▶ EXERCISE BRIEF:
Search each line below for the word "IndexEntry" and list those that contain it.

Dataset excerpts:

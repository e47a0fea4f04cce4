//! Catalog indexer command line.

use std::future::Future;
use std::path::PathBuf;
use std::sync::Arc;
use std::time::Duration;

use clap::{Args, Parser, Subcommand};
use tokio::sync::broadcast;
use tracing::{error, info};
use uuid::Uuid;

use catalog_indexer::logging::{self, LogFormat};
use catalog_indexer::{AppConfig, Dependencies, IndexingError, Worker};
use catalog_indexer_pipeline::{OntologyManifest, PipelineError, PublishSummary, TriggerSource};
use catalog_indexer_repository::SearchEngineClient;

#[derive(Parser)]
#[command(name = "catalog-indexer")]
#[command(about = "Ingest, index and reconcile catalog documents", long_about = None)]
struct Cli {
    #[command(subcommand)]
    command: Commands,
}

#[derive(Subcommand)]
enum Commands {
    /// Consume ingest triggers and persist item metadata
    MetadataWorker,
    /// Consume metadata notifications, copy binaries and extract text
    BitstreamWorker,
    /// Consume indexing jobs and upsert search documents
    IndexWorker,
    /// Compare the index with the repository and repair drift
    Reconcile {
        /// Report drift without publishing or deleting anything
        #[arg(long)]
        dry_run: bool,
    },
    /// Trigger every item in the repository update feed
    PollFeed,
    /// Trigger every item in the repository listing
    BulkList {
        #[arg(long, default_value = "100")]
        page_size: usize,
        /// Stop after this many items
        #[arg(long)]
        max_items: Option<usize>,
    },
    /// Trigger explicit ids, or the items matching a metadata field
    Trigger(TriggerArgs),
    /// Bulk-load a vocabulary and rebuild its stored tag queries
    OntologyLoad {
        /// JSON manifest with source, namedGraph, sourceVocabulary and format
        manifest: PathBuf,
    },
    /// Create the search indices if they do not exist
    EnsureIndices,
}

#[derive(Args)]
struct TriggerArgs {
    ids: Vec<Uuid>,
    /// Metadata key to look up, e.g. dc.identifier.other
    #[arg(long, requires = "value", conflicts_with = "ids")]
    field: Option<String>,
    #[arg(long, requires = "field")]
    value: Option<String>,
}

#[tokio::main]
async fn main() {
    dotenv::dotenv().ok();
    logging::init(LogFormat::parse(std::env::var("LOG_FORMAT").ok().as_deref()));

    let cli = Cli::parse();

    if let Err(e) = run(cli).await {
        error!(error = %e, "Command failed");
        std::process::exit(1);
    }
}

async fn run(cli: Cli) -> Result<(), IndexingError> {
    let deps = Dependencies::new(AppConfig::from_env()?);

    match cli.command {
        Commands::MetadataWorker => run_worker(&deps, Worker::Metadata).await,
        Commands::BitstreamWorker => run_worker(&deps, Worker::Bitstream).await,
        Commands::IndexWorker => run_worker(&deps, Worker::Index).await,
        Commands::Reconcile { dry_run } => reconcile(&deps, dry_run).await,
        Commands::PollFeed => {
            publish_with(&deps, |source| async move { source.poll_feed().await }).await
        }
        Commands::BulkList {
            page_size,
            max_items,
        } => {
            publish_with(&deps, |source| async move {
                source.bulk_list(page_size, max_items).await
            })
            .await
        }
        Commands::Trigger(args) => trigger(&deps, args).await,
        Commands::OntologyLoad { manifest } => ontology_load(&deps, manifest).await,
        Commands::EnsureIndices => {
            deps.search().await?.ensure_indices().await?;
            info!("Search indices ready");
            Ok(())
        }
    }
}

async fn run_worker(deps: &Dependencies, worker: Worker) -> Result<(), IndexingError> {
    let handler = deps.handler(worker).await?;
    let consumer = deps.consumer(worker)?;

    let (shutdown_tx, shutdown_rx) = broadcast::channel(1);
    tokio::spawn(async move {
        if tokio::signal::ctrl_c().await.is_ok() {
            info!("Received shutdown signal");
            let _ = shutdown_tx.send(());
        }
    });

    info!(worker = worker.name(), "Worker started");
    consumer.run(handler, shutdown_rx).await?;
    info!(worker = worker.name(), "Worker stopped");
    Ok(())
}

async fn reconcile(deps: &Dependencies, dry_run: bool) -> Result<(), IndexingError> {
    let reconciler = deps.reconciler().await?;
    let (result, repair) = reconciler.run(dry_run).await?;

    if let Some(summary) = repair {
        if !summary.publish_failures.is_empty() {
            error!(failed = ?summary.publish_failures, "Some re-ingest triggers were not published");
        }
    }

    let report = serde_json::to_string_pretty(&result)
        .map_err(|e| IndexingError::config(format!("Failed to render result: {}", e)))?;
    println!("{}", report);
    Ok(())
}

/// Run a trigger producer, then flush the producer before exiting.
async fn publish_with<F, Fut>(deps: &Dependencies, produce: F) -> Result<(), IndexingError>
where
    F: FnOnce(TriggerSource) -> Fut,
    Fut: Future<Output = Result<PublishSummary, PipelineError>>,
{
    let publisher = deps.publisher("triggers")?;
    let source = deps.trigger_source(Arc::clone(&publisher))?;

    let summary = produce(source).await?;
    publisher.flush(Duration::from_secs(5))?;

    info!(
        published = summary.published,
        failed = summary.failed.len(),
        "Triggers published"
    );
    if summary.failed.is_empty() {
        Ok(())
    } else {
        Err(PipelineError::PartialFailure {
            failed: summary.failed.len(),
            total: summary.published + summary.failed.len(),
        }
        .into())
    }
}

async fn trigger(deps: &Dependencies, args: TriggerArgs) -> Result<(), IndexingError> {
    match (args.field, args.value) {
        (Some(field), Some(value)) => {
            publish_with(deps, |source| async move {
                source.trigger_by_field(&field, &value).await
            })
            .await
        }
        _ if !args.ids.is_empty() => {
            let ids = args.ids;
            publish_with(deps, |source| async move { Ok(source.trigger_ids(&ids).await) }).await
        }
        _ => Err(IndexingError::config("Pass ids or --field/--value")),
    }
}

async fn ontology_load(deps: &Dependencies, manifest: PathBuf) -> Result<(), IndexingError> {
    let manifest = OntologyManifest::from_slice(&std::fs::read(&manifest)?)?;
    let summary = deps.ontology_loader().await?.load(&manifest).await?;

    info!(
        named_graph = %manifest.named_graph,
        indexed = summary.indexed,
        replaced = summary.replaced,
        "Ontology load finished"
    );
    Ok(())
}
==
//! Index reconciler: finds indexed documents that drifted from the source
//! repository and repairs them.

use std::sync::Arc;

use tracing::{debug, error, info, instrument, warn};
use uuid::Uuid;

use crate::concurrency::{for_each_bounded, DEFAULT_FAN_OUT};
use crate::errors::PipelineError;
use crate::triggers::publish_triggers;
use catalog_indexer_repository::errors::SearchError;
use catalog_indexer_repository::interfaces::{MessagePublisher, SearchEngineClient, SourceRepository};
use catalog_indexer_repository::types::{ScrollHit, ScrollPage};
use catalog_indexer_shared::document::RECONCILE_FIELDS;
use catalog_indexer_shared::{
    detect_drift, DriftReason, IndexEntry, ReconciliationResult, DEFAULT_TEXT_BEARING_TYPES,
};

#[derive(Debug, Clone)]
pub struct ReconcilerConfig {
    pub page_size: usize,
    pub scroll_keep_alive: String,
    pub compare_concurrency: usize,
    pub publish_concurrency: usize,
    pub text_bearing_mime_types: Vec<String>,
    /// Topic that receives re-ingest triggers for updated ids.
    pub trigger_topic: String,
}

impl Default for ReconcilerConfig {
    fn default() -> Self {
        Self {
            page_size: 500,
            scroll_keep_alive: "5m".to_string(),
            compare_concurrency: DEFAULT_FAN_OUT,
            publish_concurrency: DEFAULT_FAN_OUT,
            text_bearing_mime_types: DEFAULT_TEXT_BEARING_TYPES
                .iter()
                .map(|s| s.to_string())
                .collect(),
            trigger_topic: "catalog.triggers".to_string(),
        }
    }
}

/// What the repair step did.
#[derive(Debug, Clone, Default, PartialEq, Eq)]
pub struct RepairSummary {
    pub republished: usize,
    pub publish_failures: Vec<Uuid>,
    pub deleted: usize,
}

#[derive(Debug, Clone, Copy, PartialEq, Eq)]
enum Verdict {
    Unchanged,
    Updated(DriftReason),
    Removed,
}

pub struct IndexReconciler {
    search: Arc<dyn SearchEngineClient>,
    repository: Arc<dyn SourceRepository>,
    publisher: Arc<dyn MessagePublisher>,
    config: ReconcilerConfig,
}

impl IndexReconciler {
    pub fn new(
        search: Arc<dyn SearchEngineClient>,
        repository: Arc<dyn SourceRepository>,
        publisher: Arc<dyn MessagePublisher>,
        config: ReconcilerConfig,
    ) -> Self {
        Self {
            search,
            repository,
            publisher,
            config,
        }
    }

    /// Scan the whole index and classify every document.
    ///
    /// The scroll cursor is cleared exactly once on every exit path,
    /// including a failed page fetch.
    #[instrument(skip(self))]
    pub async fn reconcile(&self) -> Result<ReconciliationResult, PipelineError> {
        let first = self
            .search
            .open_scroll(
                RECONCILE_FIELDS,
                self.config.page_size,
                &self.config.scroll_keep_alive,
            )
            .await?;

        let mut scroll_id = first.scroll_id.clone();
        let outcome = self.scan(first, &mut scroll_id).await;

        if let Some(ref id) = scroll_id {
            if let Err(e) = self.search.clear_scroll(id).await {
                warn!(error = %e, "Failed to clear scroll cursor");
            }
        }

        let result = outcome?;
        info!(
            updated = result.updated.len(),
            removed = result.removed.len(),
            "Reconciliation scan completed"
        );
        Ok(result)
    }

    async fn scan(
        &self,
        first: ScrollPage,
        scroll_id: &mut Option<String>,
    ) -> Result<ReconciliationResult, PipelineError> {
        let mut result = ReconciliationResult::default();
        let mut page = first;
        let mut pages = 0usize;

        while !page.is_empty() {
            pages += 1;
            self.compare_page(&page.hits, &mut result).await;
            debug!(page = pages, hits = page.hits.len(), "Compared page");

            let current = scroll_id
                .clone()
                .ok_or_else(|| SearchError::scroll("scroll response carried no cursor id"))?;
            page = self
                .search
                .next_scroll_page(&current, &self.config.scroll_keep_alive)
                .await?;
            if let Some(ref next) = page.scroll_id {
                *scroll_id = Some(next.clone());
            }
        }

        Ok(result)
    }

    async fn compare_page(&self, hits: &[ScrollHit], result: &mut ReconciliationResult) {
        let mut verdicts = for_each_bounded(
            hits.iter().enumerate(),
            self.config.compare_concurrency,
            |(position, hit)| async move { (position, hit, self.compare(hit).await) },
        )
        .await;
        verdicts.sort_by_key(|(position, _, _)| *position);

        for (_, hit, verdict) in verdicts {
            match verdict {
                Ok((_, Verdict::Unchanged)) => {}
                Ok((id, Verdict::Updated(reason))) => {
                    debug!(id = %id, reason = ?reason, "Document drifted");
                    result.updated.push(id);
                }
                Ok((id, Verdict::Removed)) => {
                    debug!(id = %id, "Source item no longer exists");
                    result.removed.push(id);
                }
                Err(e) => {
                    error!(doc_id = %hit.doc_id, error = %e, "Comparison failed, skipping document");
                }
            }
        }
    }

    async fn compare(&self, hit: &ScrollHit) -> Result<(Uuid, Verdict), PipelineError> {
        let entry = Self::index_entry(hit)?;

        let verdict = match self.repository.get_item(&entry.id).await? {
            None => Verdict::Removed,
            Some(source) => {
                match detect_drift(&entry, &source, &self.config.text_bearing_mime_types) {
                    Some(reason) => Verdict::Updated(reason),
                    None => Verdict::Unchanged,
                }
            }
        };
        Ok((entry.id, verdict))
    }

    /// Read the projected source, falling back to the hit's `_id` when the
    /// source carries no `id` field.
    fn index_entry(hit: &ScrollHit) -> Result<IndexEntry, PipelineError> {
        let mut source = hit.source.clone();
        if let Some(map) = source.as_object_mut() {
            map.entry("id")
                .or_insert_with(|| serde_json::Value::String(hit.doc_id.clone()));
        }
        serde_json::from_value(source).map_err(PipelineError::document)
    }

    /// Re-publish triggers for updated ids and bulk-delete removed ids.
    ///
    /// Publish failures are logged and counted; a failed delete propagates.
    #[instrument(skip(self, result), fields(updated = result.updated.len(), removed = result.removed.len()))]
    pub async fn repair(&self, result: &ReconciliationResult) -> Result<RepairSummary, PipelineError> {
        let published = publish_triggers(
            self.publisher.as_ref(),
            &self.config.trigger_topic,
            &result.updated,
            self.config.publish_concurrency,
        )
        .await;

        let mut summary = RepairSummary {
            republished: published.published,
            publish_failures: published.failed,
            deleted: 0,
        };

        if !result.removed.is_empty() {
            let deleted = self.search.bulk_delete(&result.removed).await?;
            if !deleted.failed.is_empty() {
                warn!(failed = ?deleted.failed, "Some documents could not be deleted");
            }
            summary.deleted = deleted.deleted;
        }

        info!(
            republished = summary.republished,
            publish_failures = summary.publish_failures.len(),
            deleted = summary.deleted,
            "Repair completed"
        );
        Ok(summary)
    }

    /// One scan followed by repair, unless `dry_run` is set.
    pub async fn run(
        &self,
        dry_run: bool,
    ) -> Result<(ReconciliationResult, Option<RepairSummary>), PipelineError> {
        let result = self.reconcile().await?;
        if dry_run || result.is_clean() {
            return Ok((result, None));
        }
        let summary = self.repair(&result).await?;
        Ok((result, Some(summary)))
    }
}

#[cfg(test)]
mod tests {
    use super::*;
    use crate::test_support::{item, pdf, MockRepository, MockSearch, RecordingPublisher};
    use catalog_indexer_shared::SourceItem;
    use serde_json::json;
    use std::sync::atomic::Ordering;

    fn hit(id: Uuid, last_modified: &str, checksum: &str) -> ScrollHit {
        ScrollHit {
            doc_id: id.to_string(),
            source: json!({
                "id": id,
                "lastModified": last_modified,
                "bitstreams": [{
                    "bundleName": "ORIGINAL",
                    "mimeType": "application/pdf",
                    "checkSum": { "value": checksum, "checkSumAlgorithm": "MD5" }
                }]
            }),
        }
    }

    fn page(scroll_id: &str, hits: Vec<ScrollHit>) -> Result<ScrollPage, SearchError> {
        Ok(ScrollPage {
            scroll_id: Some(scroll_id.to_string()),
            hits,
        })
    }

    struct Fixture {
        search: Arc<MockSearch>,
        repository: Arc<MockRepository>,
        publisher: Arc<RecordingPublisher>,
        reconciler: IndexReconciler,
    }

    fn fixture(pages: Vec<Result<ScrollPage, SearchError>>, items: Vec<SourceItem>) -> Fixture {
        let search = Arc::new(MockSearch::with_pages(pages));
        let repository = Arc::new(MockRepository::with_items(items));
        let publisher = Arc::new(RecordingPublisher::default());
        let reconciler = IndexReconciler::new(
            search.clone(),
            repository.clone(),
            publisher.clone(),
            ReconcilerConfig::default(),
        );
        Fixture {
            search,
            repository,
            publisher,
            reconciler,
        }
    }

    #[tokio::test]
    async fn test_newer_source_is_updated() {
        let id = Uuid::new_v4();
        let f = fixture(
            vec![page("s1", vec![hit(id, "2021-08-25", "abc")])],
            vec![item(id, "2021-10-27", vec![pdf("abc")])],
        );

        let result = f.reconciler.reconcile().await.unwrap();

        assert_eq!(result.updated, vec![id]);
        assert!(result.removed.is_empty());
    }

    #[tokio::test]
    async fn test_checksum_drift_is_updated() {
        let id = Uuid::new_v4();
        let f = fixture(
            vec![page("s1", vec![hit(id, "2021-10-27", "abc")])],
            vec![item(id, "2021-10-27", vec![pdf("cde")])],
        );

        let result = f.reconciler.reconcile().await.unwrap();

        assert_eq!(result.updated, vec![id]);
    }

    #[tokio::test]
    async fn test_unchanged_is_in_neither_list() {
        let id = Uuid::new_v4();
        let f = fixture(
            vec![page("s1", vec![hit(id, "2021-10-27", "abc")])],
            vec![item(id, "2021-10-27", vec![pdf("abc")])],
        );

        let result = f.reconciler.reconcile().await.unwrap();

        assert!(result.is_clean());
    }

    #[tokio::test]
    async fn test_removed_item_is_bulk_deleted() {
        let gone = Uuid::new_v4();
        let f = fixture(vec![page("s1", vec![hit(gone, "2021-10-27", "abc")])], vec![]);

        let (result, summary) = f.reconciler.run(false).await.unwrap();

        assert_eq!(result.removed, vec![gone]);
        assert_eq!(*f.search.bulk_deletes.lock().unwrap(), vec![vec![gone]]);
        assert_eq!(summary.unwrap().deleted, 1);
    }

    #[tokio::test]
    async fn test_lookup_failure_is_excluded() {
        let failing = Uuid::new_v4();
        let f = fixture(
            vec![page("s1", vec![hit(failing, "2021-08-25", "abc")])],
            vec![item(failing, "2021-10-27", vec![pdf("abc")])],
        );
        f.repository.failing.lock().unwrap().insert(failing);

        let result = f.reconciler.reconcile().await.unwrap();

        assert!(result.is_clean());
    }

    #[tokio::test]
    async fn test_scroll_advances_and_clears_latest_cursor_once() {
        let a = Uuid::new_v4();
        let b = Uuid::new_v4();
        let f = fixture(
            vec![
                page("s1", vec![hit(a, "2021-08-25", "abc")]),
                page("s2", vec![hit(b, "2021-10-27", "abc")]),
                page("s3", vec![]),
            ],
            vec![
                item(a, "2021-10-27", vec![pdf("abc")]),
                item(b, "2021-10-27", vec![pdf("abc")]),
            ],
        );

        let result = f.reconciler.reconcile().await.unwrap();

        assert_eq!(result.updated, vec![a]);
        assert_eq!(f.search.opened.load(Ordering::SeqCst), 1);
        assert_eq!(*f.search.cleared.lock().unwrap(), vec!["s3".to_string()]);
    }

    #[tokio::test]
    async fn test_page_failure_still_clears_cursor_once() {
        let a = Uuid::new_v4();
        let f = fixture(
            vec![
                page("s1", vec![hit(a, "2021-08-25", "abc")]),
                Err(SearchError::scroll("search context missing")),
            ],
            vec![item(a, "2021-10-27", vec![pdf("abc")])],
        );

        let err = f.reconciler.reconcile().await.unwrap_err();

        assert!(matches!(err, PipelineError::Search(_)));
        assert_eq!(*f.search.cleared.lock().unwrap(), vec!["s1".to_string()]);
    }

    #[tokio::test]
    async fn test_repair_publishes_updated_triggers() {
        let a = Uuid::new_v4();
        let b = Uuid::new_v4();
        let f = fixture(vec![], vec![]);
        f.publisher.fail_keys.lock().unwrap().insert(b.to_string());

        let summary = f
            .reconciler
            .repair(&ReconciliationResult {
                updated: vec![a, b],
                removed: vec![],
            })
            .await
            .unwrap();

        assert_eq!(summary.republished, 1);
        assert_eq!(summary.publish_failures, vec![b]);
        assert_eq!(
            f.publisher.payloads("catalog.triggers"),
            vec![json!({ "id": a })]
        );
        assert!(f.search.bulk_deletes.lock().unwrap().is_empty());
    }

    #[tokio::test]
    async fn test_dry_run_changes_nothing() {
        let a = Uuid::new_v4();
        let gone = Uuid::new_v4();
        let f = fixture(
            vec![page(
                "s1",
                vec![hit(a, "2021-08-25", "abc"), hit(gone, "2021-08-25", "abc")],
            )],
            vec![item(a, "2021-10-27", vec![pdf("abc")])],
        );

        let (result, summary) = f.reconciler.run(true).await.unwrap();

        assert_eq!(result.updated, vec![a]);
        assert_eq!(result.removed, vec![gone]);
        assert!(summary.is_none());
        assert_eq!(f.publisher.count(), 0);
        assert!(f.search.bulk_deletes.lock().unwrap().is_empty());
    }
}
...
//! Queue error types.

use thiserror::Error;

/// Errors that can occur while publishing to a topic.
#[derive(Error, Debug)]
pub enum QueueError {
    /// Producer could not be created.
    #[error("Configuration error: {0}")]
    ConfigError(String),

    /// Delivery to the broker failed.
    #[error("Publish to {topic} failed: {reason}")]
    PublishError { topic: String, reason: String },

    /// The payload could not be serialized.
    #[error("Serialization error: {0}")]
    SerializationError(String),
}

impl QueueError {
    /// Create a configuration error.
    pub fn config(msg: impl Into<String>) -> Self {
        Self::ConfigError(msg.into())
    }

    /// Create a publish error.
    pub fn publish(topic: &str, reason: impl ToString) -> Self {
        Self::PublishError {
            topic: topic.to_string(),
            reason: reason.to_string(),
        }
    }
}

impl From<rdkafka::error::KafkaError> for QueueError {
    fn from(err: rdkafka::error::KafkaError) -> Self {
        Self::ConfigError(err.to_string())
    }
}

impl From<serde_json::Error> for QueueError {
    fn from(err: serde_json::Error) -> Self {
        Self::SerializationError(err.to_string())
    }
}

▶ EXERCISE SOLUTION:
    detect_drift, DriftReason, IndexEntry, ReconciliationResult, DEFAULT_TEXT_BEARING_TYPES,
    fn index_entry(hit: &ScrollHit) -> Result<IndexEntry, PipelineError> {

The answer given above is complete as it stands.